So it had been an emotional week for Santana even before he threw his first pitch against the Twins on Saturday afternoon at Citi Field. Though Santana denied afterward that whatever baggage he lugged out to the mound could explain how badly the Twins belted him around to start the game -- "Not at all," Santana insisted -- nothing about his part in the Mets' 6-0 loss is going to stop more sharp questions from coming at him.
"What's wrong with Santana?" is the most stupefying problem the Mets have right now in an otherwise nice season. Mets manager Jerry Manuel, looking a bit more frustrated than usual after a loss, didn't flatly dismiss a suggestion after Saturday's game that, at age 31 and coming off the second of two elbow surgeries this past offseason, Santana might now just be "a guy who will battle you."
Manuel didn't directly answer the question. And yet he sort of did. Manuel conceded that perhaps hitters have caught up to Santana -- or at least his pitching patterns. And Santana, standing by his locker later, agreed with him.

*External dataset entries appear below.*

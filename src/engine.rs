//! Engine facade: owns the grammar and turns source text into runnable
//! expressions.

use std::{
    collections::HashMap,
    fmt,
    future::Future,
    sync::{Arc, Mutex, PoisonError},
};

use futures::future::BoxFuture;

use crate::{
    ast::Expr,
    error::Error,
    evaluator::Evaluator,
    grammar::{Deferred, EvalResult, Grammar},
    lexer::Lexer,
    parser::{ParseOptions, Parser},
    value::Value,
};

/// An expression engine.
///
/// Registration needs `&mut self`; compiling and evaluating only read. Every
/// compiled [`Expression`] keeps the grammar it was compiled with, so later
/// registrations never change the behavior of existing expressions.
///
/// # Examples
///
/// ```
/// use futures::executor::block_on;
/// use jexl_lang::{Jexl, Value};
///
/// let mut jexl = Jexl::new();
/// jexl.add_transform("double", |args| {
///     let n = args[0].as_float().unwrap_or(0.0);
///     Ok(Value::Float(n * 2.0))
/// });
///
/// let context = Value::from(serde_json::json!({"price": 21}));
/// let result = block_on(jexl.evaluate("price|double", &context)).unwrap();
/// assert_eq!(result, Value::Float(42.0));
/// ```
pub struct Jexl {
    grammar: Arc<Grammar>,
    options: ParseOptions,
    cache: Option<Mutex<HashMap<String, Arc<Expr>>>>,
}

impl Default for Jexl {
    fn default() -> Self {
        Self::new()
    }
}

impl Jexl {
    pub fn new() -> Self {
        Self::with_options(ParseOptions::default())
    }

    pub fn with_options(options: ParseOptions) -> Self {
        Jexl {
            grammar: Arc::new(Grammar::new()),
            options,
            cache: None,
        }
    }

    pub fn parse_options(&self) -> ParseOptions {
        self.options
    }

    pub fn set_parse_options(&mut self, options: ParseOptions) {
        self.options = options;
        self.invalidate_cache();
    }

    /// Reuses parsed trees for source text seen before.
    pub fn enable_cache(&mut self) {
        if self.cache.is_none() {
            self.cache = Some(Mutex::new(HashMap::new()));
        }
    }

    pub fn grammar(&self) -> &Grammar {
        &self.grammar
    }

    /// Mutable access to the grammar. Expressions compiled earlier keep
    /// their own copy.
    pub fn grammar_mut(&mut self) -> &mut Grammar {
        self.invalidate_cache();
        Arc::make_mut(&mut self.grammar)
    }

    pub fn add_binary_op<F>(&mut self, symbol: impl Into<String>, precedence: u32, f: F)
    where
        F: Fn(&Value, &Value) -> EvalResult + Send + Sync + 'static,
    {
        self.grammar_mut().add_binary_op(symbol, precedence, f);
    }

    pub fn add_deferred_binary_op<F>(&mut self, symbol: impl Into<String>, precedence: u32, f: F)
    where
        F: for<'a> Fn(Deferred<'a>, Deferred<'a>) -> BoxFuture<'a, EvalResult>
            + Send
            + Sync
            + 'static,
    {
        self.grammar_mut().add_deferred_binary_op(symbol, precedence, f);
    }

    pub fn add_unary_op<F>(&mut self, symbol: impl Into<String>, f: F)
    where
        F: Fn(&Value) -> EvalResult + Send + Sync + 'static,
    {
        self.grammar_mut().add_unary_op(symbol, f);
    }

    pub fn remove_op(&mut self, symbol: &str) {
        self.grammar_mut().remove_op(symbol);
    }

    pub fn add_function<F>(&mut self, name: impl Into<String>, f: F)
    where
        F: Fn(&[Value]) -> EvalResult + Send + Sync + 'static,
    {
        self.grammar_mut().add_function(name, f);
    }

    pub fn add_async_function<F, Fut>(&mut self, name: impl Into<String>, f: F)
    where
        F: Fn(Vec<Value>) -> Fut + Send + Sync + 'static,
        Fut: Future<Output = EvalResult> + Send + 'static,
    {
        self.grammar_mut().add_async_function(name, f);
    }

    pub fn add_functions<I, K, F>(&mut self, functions: I)
    where
        I: IntoIterator<Item = (K, F)>,
        K: Into<String>,
        F: Fn(&[Value]) -> EvalResult + Send + Sync + 'static,
    {
        self.grammar_mut().add_functions(functions);
    }

    pub fn add_transform<F>(&mut self, name: impl Into<String>, f: F)
    where
        F: Fn(&[Value]) -> EvalResult + Send + Sync + 'static,
    {
        self.grammar_mut().add_transform(name, f);
    }

    pub fn add_async_transform<F, Fut>(&mut self, name: impl Into<String>, f: F)
    where
        F: Fn(Vec<Value>) -> Fut + Send + Sync + 'static,
        Fut: Future<Output = EvalResult> + Send + 'static,
    {
        self.grammar_mut().add_async_transform(name, f);
    }

    pub fn add_transforms<I, K, F>(&mut self, transforms: I)
    where
        I: IntoIterator<Item = (K, F)>,
        K: Into<String>,
        F: Fn(&[Value]) -> EvalResult + Send + Sync + 'static,
    {
        self.grammar_mut().add_transforms(transforms);
    }

    /// Parses source text once for repeated evaluation.
    pub fn compile(&self, source: &str) -> Result<Expression, Error> {
        let ast = match self.cached(source) {
            Some(ast) => ast,
            None => {
                let tokens = Lexer::new(source, &self.grammar).tokenize()?;
                let ast = Arc::new(Parser::with_options(&self.grammar, self.options).parse(tokens)?);
                log::debug!("compiled `{}`", source);
                self.store(source, &ast);
                ast
            }
        };
        Ok(Expression {
            source: source.to_string(),
            ast,
            grammar: Arc::clone(&self.grammar),
        })
    }

    /// Compiles and evaluates in one step.
    pub async fn evaluate(&self, source: &str, context: &Value) -> Result<Value, Error> {
        self.compile(source)?.evaluate(context).await
    }

    fn cached(&self, source: &str) -> Option<Arc<Expr>> {
        let cache = self.cache.as_ref()?;
        let cache = cache.lock().unwrap_or_else(PoisonError::into_inner);
        cache.get(source).cloned()
    }

    fn store(&self, source: &str, ast: &Arc<Expr>) {
        if let Some(cache) = &self.cache {
            cache
                .lock()
                .unwrap_or_else(PoisonError::into_inner)
                .insert(source.to_string(), Arc::clone(ast));
        }
    }

    fn invalidate_cache(&mut self) {
        if let Some(cache) = self.cache.as_mut() {
            let cache = cache.get_mut().unwrap_or_else(PoisonError::into_inner);
            if !cache.is_empty() {
                log::debug!("grammar changed, dropping {} cached expression(s)", cache.len());
                cache.clear();
            }
        }
    }
}

/// A compiled expression, cheap to clone and safe to share across threads.
#[derive(Clone)]
pub struct Expression {
    source: String,
    ast: Arc<Expr>,
    grammar: Arc<Grammar>,
}

impl Expression {
    pub fn source(&self) -> &str {
        &self.source
    }

    pub fn ast(&self) -> &Expr {
        &self.ast
    }

    pub async fn evaluate(&self, context: &Value) -> Result<Value, Error> {
        Ok(Evaluator::new(&self.grammar).evaluate(&self.ast, context).await?)
    }
}

impl fmt::Debug for Expression {
    fn fmt(&self, f: &mut fmt::Formatter<'_>) -> fmt::Result {
        f.debug_struct("Expression")
            .field("source", &self.source)
            .field("ast", &self.ast)
            .finish_non_exhaustive()
    }
}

When Manuel was asked directly if Santana just doesn't have that devastating swing-and-miss change-up anymore -- the implication being the pitch that made Santana arguably the best starter in baseball is gone and ain't coming back -- Manuel didn't dismiss that suggestion, either.
But again, instead of just flat-out agreeing, Manuel instead talked about how Santana did better Saturday once he began to work in his slider more.
The slider? That would be Santana's third-best pitch, if you're keeping score at home.
None of that -- nor the way the Twins smacked Santana around in the first inning for four runs while rapping out three of the four doubles they belted off him on the day -- is likely to make anyone feel better about Santana's ability to be the pitcher he once was, or the superstar the Mets thought they were getting in 2008.
Santana's final line on Saturday read five runs, eight hits, two walks and a balk in six innings pitched.
The Mets are 3-8 in his last 11 starts and they aren't likely to stay in contention for a whole season in the NL East with Santana's record hovering at .500 like it is now.
All of the current talk about Mike Pelfrey having passed Santana as the genuine ace of the Mets was originally fun to kick around because it sounded so provocative, but Pelfrey isn't big-game tested like Santana is, and if the Mets are going anywhere, they will need to have both of them pitching like aces. All the guesswork about whether the Mets will go out and trade for another starter like Cliff Lee or Roy Oswalt is a nice conversation, too. But they'll have stiff competition to get either pitcher by the trade deadline, even if they are available.
The Mets need Santana -- a star they already have -- to be lights-out if they're really going to go anywhere in the NL East this year. The Atlanta Braves look strong. The Philadelphia Phillies are stirring. The Mets can't expect knuckleballer R.A. Dickey to stay undefeated forever or Carlos Beltran to come back and tear up the league after a year away from the game with knee trouble. If the race stays as close as it is now, the Mets have a lot of bad September history to overcome, too.
They don't need the added psychodrama of not knowing what they'll get from Santana. They need Santana to be very good, or great. They need him to be serene, not haunted by scandal. They need him striking people out again, not trying to totally re-invent himself this late in his career.
"It's not the end of the world," Santana said of Saturday's loss. "I trust all my pitches and I have to use them all."
It's just odd to seem them get hit this much.
Minnesota manager Rod Gardenhire, speaking before the game, said neither he nor the Twins' advance scouts had seen anything in Santana, not even during his recent struggles, that suggested much about him had changed from when he was dominating the American League for the Twins.
"He looks pretty good to me -- about the same, really," Gardenhire said, sitting at his manager's desk and taking a glance at the Twins' scouting report on Santana. "The velocity we've got on him [88 to 92 mph] doesn't look much different than what ours was on him when we had him. ... There were times when Johan could pump it up, and hit 93, 94, but it depended on what radar gun you were on. Normally he settled down around 91."
Even if you buy that Santana is physically close to the same pitcher he was when he won the Cy Young Award with Minnesota in 2006 -- and that's a stretch -- some baseball insiders wondered if Santana's personality made him a good fit for New York. The question is fair game again now that Santana is not only scuffling, but going through the first whiff of scandal in his 11-year career.
"I just keep pitching, I just keep playing, that's how I am," Santana said, referring again to his off-field issues. "I just focus on baseball."
Santana is lucky that the Mets are doing well even without him, or life in New York really could be hell. No matter where he looks now -- on the field or off -- there's not a lot of good to focus on. That question -- "What's wrong with Santana?" -- dogs the Mets.
"What's wrong with Santana?" is the most stupefying problem the Mets have.